Avant le repas, les légumes, fraîchement cueillis, sont placés dans un bac. Le chef Hagi les emporte et les présente au groupe de convives. Il y a des aubergines zébrées, des asperges, des légumes traditionnels tels que des concombres Ojiroi, des okuimo (sorte de pommes de terre). Il donne avec soin des explications sur chacun des ingrédients qui composeront le repas. La carte, il n’y en a pas. Elle est décidée en fonction des légumes qui seront cueillis ce jour-là. À la place de la carte, avant de servir chacun des plats, la femme du chef apporte aux convives des fiches explicatives sur chacun des ingrédients composant le repas.
En entrée ce jour-là : des junsai cultivés à Ura-Bandai. Ils accompagneront un consommé triple. Pour le chef Hagi, ces junsai, qui se parent d’une abondante gelée externe à la consistance fondante afin de lutter contre le froid, sont sans conteste les meilleurs du Japon. Sur ce lit de junsai, ce sera un consommé triple de bœuf élevé à Fukushima, de chapon de Kawamata et de porc Berkshire de Mandchourie pure race élevé à Iwaki, maïs et oursin. Le dîner commence donc par une sensation agréable, unique et fraîche dans la bouche.
Ensuite, un lit de purée d’okuimo, l’un des légumes traditionnels par excellence d’Iwaki, accompagnera un morceau d’agneau de race Suffolk élevé dans le village de Samegawa, dans la préfecture de Fukushima. L’agneau de race Suffolk, en raison de la qualité de sa viande et de sa graisse, est également appelé « agneau miracle ». L’okuimo, ayant à la fois une texture fondante et une saveur sucrée qui se rapproche de celle de la patate douce, se marie parfaitement avec la viande d’agneau. En garniture, une asperge, dont la consistance rappelle celle des fèves. Ce sont ces ingrédients mêmes que le chef Hagi appelle le « trésor de Fukushima ».

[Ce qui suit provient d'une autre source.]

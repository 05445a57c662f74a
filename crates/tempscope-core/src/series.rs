//! Telemetry channels and their stable names.
//!
//! A [`Series`] is identified by its name (`cpu_temp`, `gpu_temp`). Ordering
//! follows the name so that maps keyed by `Series` iterate in the same column
//! order the CSV writer uses.

use std::cmp::Ordering;
use std::fmt;
use std::str::FromStr;

use serde::Serialize;

/// A named temperature channel.
#[derive(Debug, Clone, Copy, PartialEq, Eq, Hash, Serialize)]
#[serde(rename_all = "snake_case")]
pub enum Series {
    CpuTemp,
    GpuTemp,
}

impl Series {
    /// Every series the tool knows how to poll.
    pub const ALL: [Series; 2] = [Series::CpuTemp, Series::GpuTemp];

    /// Stable column / map key name.
    pub fn name(self) -> &'static str {
        match self {
            Self::CpuTemp => "cpu_temp",
            Self::GpuTemp => "gpu_temp",
        }
    }

    /// Short module name accepted by `--modules`.
    pub fn module(self) -> &'static str {
        match self {
            Self::CpuTemp => "cpu",
            Self::GpuTemp => "gpu",
        }
    }

    /// Chart legend label.
    pub fn label(self) -> &'static str {
        match self {
            Self::CpuTemp => "CPU",
            Self::GpuTemp => "GPU",
        }
    }
}

impl fmt::Display for Series {
    fn fmt(&self, f: &mut fmt::Formatter<'_>) -> fmt::Result {
        f.write_str(self.name())
    }
}

impl Ord for Series {
    fn cmp(&self, other: &Self) -> Ordering {
        self.name().cmp(other.name())
    }
}

impl PartialOrd for Series {
    fn partial_cmp(&self, other: &Self) -> Option<Ordering> {
        Some(self.cmp(other))
    }
}

impl FromStr for Series {
    type Err = String;

    fn from_str(s: &str) -> Result<Self, Self::Err> {
        match s.trim().to_lowercase().as_str() {
            "cpu" | "cpu_temp" => Ok(Self::CpuTemp),
            "gpu" | "gpu_temp" => Ok(Self::GpuTemp),
            other => Err(format!("unknown module '{other}'")),
        }
    }
}

/// Parse a comma-separated module list, dropping unknown names and duplicates.
///
/// The result is sorted by series name.
pub fn parse_module_list(list: &str) -> Vec<Series> {
    let mut out: Vec<Series> = list
        .split(',')
        .filter(|s| !s.trim().is_empty())
        .filter_map(|s| match s.parse::<Series>() {
            Ok(series) => Some(series),
            Err(e) => {
                log::debug!("ignoring {e}");
                None
            }
        })
        .collect();
    out.sort();
    out.dedup();
    out
}

#[cfg(test)]
mod tests {
    use super::*;

    #[test]
    fn ordering_follows_names() {
        let mut v = vec![Series::GpuTemp, Series::CpuTemp];
        v.sort();
        assert_eq!(v, vec![Series::CpuTemp, Series::GpuTemp]);
        assert!(Series::CpuTemp.name() < Series::GpuTemp.name());
    }

    #[test]
    fn parses_short_and_long_names() {
        assert_eq!("cpu".parse::<Series>().unwrap(), Series::CpuTemp);
        assert_eq!(" GPU_temp ".parse::<Series>().unwrap(), Series::GpuTemp);
        assert!("fan".parse::<Series>().is_err());
    }

    #[test]
    fn module_list_filters_unknown_and_duplicates() {
        assert_eq!(
            parse_module_list("gpu,fan,cpu,cpu_temp,"),
            vec![Series::CpuTemp, Series::GpuTemp]
        );
        assert!(parse_module_list("disk,,net").is_empty());
    }

    #[test]
    fn display_is_column_name() {
        assert_eq!(Series::CpuTemp.to_string(), "cpu_temp");
        assert_eq!(Series::GpuTemp.to_string(), "gpu_temp");
    }
}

Voir tous les plats du menu du jour à la fin de cet article
Le pari audacieux de ne servir qu’un seul groupe de personnes par jour
Après ses études au lycée, Hagi Harutomo a fréquenté une école de cuisine. En 2000, à l’âge de 23 ans, il ouvre dans sa ville natale son propre restaurant français, de type brasserie, le Bellecour. Comme un prolongement des connaissances apprises sur la cuisine classique dans cette école, il pensait que les légumes n’étaient qu’un simple accompagnement de la viande et du poisson. Les affaires de son restaurant étaient bonnes mais il reconnaît lui-même que sa gestion lui a donné du fil à retordre.

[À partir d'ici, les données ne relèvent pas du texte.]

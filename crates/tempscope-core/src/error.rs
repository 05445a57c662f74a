//! Error taxonomy shared by the sampling pipeline and its frontends.

use std::path::PathBuf;

use thiserror::Error;

use crate::series::Series;

/// Everything that can go wrong between argument resolution and shutdown.
///
/// Only [`Error::Config`], [`Error::MisalignedSeries`] and [`Error::Terminal`]
/// end a run. Sensor and persistence errors are contained to the cycle that
/// produced them.
#[derive(Debug, Error)]
pub enum Error {
    #[error("configuration error: {0}")]
    Config(String),

    #[error("{series}: no supported sensor driver detected")]
    SensorUnavailable { series: Series },

    #[error("{series}: read failed: {reason}")]
    TransientRead { series: Series, reason: String },

    #[error("could not write buffered samples to {}: {source}", path.display())]
    Persistence {
        path: PathBuf,
        #[source]
        source: std::io::Error,
    },

    #[error("series are out of step ({counts}); refusing to write misaligned rows")]
    MisalignedSeries { counts: String },

    #[error("{0} is not registered for display")]
    UnknownSeries(Series),

    #[error("terminal error: {0}")]
    Terminal(#[from] std::io::Error),
}

impl Error {
    /// Whether the error should stop the monitor loop.
    pub fn is_fatal(&self) -> bool {
        matches!(
            self,
            Self::Config(_) | Self::MisalignedSeries { .. } | Self::Terminal(_)
        )
    }

    /// Process exit code for an error that reached `main`.
    pub fn exit_code(&self) -> i32 {
        match self {
            Self::Config(_) => 2,
            _ => 1,
        }
    }
}

pub type Result<T> = std::result::Result<T, Error>;

#[cfg(test)]
mod tests {
    use super::*;

    #[test]
    fn config_errors_exit_with_two() {
        let e = Error::Config("bad".into());
        assert_eq!(e.exit_code(), 2);
        assert!(e.is_fatal());
    }

    #[test]
    fn cycle_errors_are_not_fatal() {
        let transient = Error::TransientRead {
            series: Series::GpuTemp,
            reason: "timeout".into(),
        };
        assert!(!transient.is_fatal());
        assert_eq!(transient.exit_code(), 1);

        let persistence = Error::Persistence {
            path: PathBuf::from("out.csv"),
            source: std::io::Error::other("disk full"),
        };
        assert!(!persistence.is_fatal());
        assert!(persistence.to_string().contains("out.csv"));
    }

    #[test]
    fn display_names_the_series() {
        let e = Error::SensorUnavailable {
            series: Series::CpuTemp,
        };
        assert_eq!(e.to_string(), "cpu_temp: no supported sensor driver detected");
    }
}
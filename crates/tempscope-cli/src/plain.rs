//! Line-oriented frontend for pipes, logs and dumb terminals.

use std::io::{self, BufRead, Write};

use tempscope_core::{Decision, Frontend, View};

pub struct PlainFrontend<W: Write, R: BufRead> {
    out: W,
    input: R,
}

impl<W: Write, R: BufRead> PlainFrontend<W, R> {
    pub fn new(out: W, input: R) -> Self {
        Self { out, input }
    }

    #[cfg(test)]
    fn into_output(self) -> W {
        self.out
    }
}

/// `#3  CPU 45.0°C (peak 48.0)  GPU --  [6/50 buffered]`
pub fn format_line(view: &View<'_>) -> String {
    let mut line = format!("#{}", view.report.cycle);
    let symbol = view.unit.symbol();
    for frame in view.frames {
        line.push_str("  ");
        line.push_str(&frame.label);
        match view.report.reading(frame.series) {
            Some(v) => line.push_str(&format!(" {v:.1}{symbol}")),
            None => line.push_str(" --"),
        }
        if let Some(p) = frame.peak {
            line.push_str(&format!(" (peak {p:.1})"));
        }
    }
    if view.buffer.is_enabled() {
        line.push_str(&format!(
            "  [{}/{} buffered]",
            view.buffer.pending_count(),
            view.buffer.threshold()
        ));
    }
    if let Some(flush) = &view.report.flushed {
        line.push_str(&format!("  saved {} rows", flush.rows));
    }
    line
}

impl<W: Write, R: BufRead> Frontend for PlainFrontend<W, R> {
    fn render(&mut self, view: &View<'_>) -> io::Result<()> {
        writeln!(self.out, "{}", format_line(view))?;
        for err in &view.report.errors {
            writeln!(self.out, "  ! {err}")?;
        }
        self.out.flush()
    }

    fn confirm_stop(&mut self) -> io::Result<Decision> {
        write!(self.out, "\nStop monitoring? [y/N] ")?;
        self.out.flush()?;
        let mut answer = String::new();
        // EOF means nobody is left to answer.
        if self.input.read_line(&mut answer)? == 0 {
            writeln!(self.out)?;
            return Ok(Decision::Stop);
        }
        Ok(match answer.trim().to_ascii_lowercase().as_str() {
            "y" | "yes" => Decision::Stop,
            _ => Decision::Continue,
        })
    }
}

#[cfg(test)]
mod tests {
    use super::*;
    use std::time::Duration;
    use tempscope_core::{
        AlignmentPolicy, CycleReport, Error, SampleBuffer, Series, SeriesFrame, TemperatureUnit,
    };

    fn frame(series: Series, label: &str, data: Vec<f64>, peak: Option<f64>) -> SeriesFrame {
        SeriesFrame {
            series,
            label: label.into(),
            data,
            peak,
            current: None,
        }
    }

    #[test]
    fn line_shows_readings_and_gaps() {
        let frames = vec![
            frame(Series::CpuTemp, "CPU", vec![45.0], Some(48.0)),
            frame(Series::GpuTemp, "GPU", vec![], None),
        ];
        let report = CycleReport {
            cycle: 3,
            readings: vec![(Series::CpuTemp, 45.0)],
            errors: vec![Error::TransientRead {
                series: Series::GpuTemp,
                reason: "busy".into(),
            }],
            flushed: None,
        };
        let mut buffer = SampleBuffer::new(
            Some("unused.csv".into()),
            50,
            AlignmentPolicy::Truncate,
        );
        for _ in 0..6 {
            buffer.record(Series::CpuTemp, 45.0).unwrap();
        }
        let view = View {
            frames: &frames,
            report: &report,
            unit: TemperatureUnit::Celsius,
            buffer: &buffer,
            interval: Duration::from_secs(1),
        };

        assert_eq!(
            format_line(&view),
            "#3  CPU 45.0°C (peak 48.0)  GPU --  [6/50 buffered]"
        );

        let mut plain = PlainFrontend::new(Vec::new(), io::empty());
        plain.render(&view).unwrap();
        let out = String::from_utf8(plain.into_output()).unwrap();
        assert_eq!(out.lines().count(), 2);
        assert!(out.lines().nth(1).unwrap().starts_with("  ! "));
    }

    #[test]
    fn without_output_no_buffer_column() {
        let frames = vec![frame(Series::CpuTemp, "CPU", vec![100.4], None)];
        let report = CycleReport {
            cycle: 1,
            readings: vec![(Series::CpuTemp, 100.4)],
            ..Default::default()
        };
        let buffer = SampleBuffer::disabled();
        let view = View {
            frames: &frames,
            report: &report,
            unit: TemperatureUnit::Fahrenheit,
            buffer: &buffer,
            interval: Duration::from_secs(1),
        };
        assert_eq!(format_line(&view), "#1  CPU 100.4°F");
    }

    #[test]
    fn prompt_answers() {
        let cases = [
            ("y\n", Decision::Stop),
            ("YES\n", Decision::Stop),
            ("n\n", Decision::Continue),
            ("\n", Decision::Continue),
            ("maybe\n", Decision::Continue),
            ("", Decision::Stop),
        ];
        for (input, expected) in cases {
            let mut plain = PlainFrontend::new(Vec::new(), input.as_bytes());
            assert_eq!(plain.confirm_stop().unwrap(), expected, "input {input:?}");
            let out = String::from_utf8(plain.into_output()).unwrap();
            assert!(out.contains("Stop monitoring? [y/N]"));
        }
    }
}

11 mars 2011, tremblement de terre et catastrophe à la centrale nucléaire de Fukushima. Sa vie change du tout au tout.
« Ce jour-là, c’est comme si les couleurs du paysage avaient disparu pour laisser place au noir et au blanc et que d’anonyme, j’étais devenu une victime, un sinistré du tremblement de terre », se souvient-il.

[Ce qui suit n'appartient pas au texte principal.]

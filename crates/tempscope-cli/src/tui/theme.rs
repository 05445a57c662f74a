//! Chart colour themes.

use std::fmt;
use std::str::FromStr;

use ratatui::style::Color;

/// Named colour scheme for the chart.
#[derive(Debug, Clone, Copy, PartialEq, Eq, Default)]
pub enum Theme {
    Default,
    Clear,
    #[default]
    Pro,
    Matrix,
    Windows,
    Dark,
    Retro,
    Elegant,
    Mature,
    Dreamland,
    Grandpa,
    Salad,
    Girly,
    Serious,
    Sahara,
    Scream,
}

/// Colours used by one theme. `series` is indexed by dataset position and
/// wraps around.
#[derive(Debug, Clone, Copy, PartialEq, Eq)]
pub struct Palette {
    pub background: Color,
    pub foreground: Color,
    pub accent: Color,
    pub muted: Color,
    pub series: [Color; 2],
}

impl Palette {
    pub fn series_color(&self, index: usize) -> Color {
        self.series[index % self.series.len()]
    }
}

impl Theme {
    pub const ALL: [Theme; 16] = [
        Theme::Default,
        Theme::Clear,
        Theme::Pro,
        Theme::Matrix,
        Theme::Windows,
        Theme::Dark,
        Theme::Retro,
        Theme::Elegant,
        Theme::Mature,
        Theme::Dreamland,
        Theme::Grandpa,
        Theme::Salad,
        Theme::Girly,
        Theme::Serious,
        Theme::Sahara,
        Theme::Scream,
    ];

    pub fn name(self) -> &'static str {
        match self {
            Self::Default => "default",
            Self::Clear => "clear",
            Self::Pro => "pro",
            Self::Matrix => "matrix",
            Self::Windows => "windows",
            Self::Dark => "dark",
            Self::Retro => "retro",
            Self::Elegant => "elegant",
            Self::Mature => "mature",
            Self::Dreamland => "dreamland",
            Self::Grandpa => "grandpa",
            Self::Salad => "salad",
            Self::Girly => "girly",
            Self::Serious => "serious",
            Self::Sahara => "sahara",
            Self::Scream => "scream",
        }
    }

    pub fn palette(self) -> Palette {
        use Color::*;
        let (background, foreground, accent, muted, series) = match self {
            Self::Default => (Reset, Reset, Blue, DarkGray, [Blue, Red]),
            Self::Clear => (Reset, White, White, Gray, [LightCyan, LightMagenta]),
            Self::Pro => (Black, White, Cyan, DarkGray, [Cyan, LightRed]),
            Self::Matrix => (Black, Green, LightGreen, DarkGray, [LightGreen, Green]),
            Self::Windows => (Blue, White, Yellow, Gray, [White, Yellow]),
            Self::Dark => (Black, Gray, White, DarkGray, [White, Gray]),
            Self::Retro => (Black, Yellow, LightYellow, DarkGray, [LightYellow, Magenta]),
            Self::Elegant => (Black, White, Rgb(212, 175, 55), DarkGray, [Rgb(212, 175, 55), Gray]),
            Self::Mature => (Rgb(40, 30, 30), Rgb(230, 220, 200), Rgb(170, 120, 80), Gray, [Rgb(170, 120, 80), Rgb(120, 140, 100)]),
            Self::Dreamland => (Rgb(30, 20, 60), LightMagenta, LightBlue, Magenta, [LightBlue, LightMagenta]),
            Self::Grandpa => (Rgb(60, 50, 40), Rgb(220, 200, 160), Rgb(200, 160, 100), Gray, [Rgb(200, 160, 100), Rgb(150, 150, 120)]),
            Self::Salad => (Rgb(240, 250, 230), Rgb(40, 80, 30), Green, Rgb(120, 150, 100), [Green, Rgb(220, 60, 40)]),
            Self::Girly => (Rgb(255, 230, 240), Rgb(120, 30, 80), LightMagenta, Rgb(200, 150, 180), [Magenta, Rgb(255, 105, 180)]),
            Self::Serious => (White, Black, Black, Gray, [Black, DarkGray]),
            Self::Sahara => (Rgb(240, 220, 170), Rgb(90, 60, 20), Rgb(200, 120, 40), Rgb(170, 140, 90), [Rgb(200, 120, 40), Rgb(140, 80, 30)]),
            Self::Scream => (Red, Yellow, White, LightRed, [Yellow, White]),
        };
        Palette {
            background,
            foreground,
            accent,
            muted,
            series,
        }
    }
}

impl fmt::Display for Theme {
    fn fmt(&self, f: &mut fmt::Formatter<'_>) -> fmt::Result {
        f.write_str(self.name())
    }
}

impl FromStr for Theme {
    type Err = String;

    fn from_str(s: &str) -> Result<Self, Self::Err> {
        let wanted = s.trim().to_ascii_lowercase();
        Self::ALL
            .into_iter()
            .find(|t| t.name() == wanted)
            .ok_or_else(|| {
                let names: Vec<&str> = Self::ALL.iter().map(|t| t.name()).collect();
                format!("unknown theme '{s}' (available: {})", names.join(", "))
            })
    }
}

Les dommages dus aux rumeurs circulant sur la ville d’Iwaki ont été considérables, et ce bien que la municipalité n’ait pas été considérée comme zone d’évacuation suite à la catastrophe nucléaire. Et la ville en a énormément pâti. Le fait que la ville ait été privée d’eau pendant un mois n’a rien arrangé. Trois mois après le tremblement de terre, les clients n’étaient toujours pas au rendez-vous.
Hagi Harutomo a donc retroussé ses manches, mis tout son cœur à l’ouvrage et a cuisiné pour un seul groupe de personnes venues dans son restaurant des mets préparés avec une quantité d’ingrédients limités. Et un jour, il a remarqué que les convives ont quitté son établissement le sourire aux lèvres, tel qu’il n’en avait jamais vu auparavant.
La rencontre avec la Ferme Shiraishi
C’est à ce moment-là que le chef Hagi a participé dans la région à des activités avec des producteurs, pas seulement dans son domaine, et qu’il a fait la connaissance de Shiraishi Nagatoshi, âgé de 35 ans, une rencontre qui allait, même s’il ne le savait pas encore, être décisive. Le chef Hagi dégusta des tomates de la Ferme Shiraishi. Elles étaient délicieuses et avaient juste ce qu’il fallait d’acidité. Rien à voir avec des tomates ordinaires. « J’ai eu la conviction que c’était là, la force des ingrédients et j’ai commencé à travailler avec M. Shiraishi à la production de ses légumes. » La municipalité lui a même demandé d'inventer en collaboration avec la Ferme Shiraishi des recettes à base de légumes traditionnels.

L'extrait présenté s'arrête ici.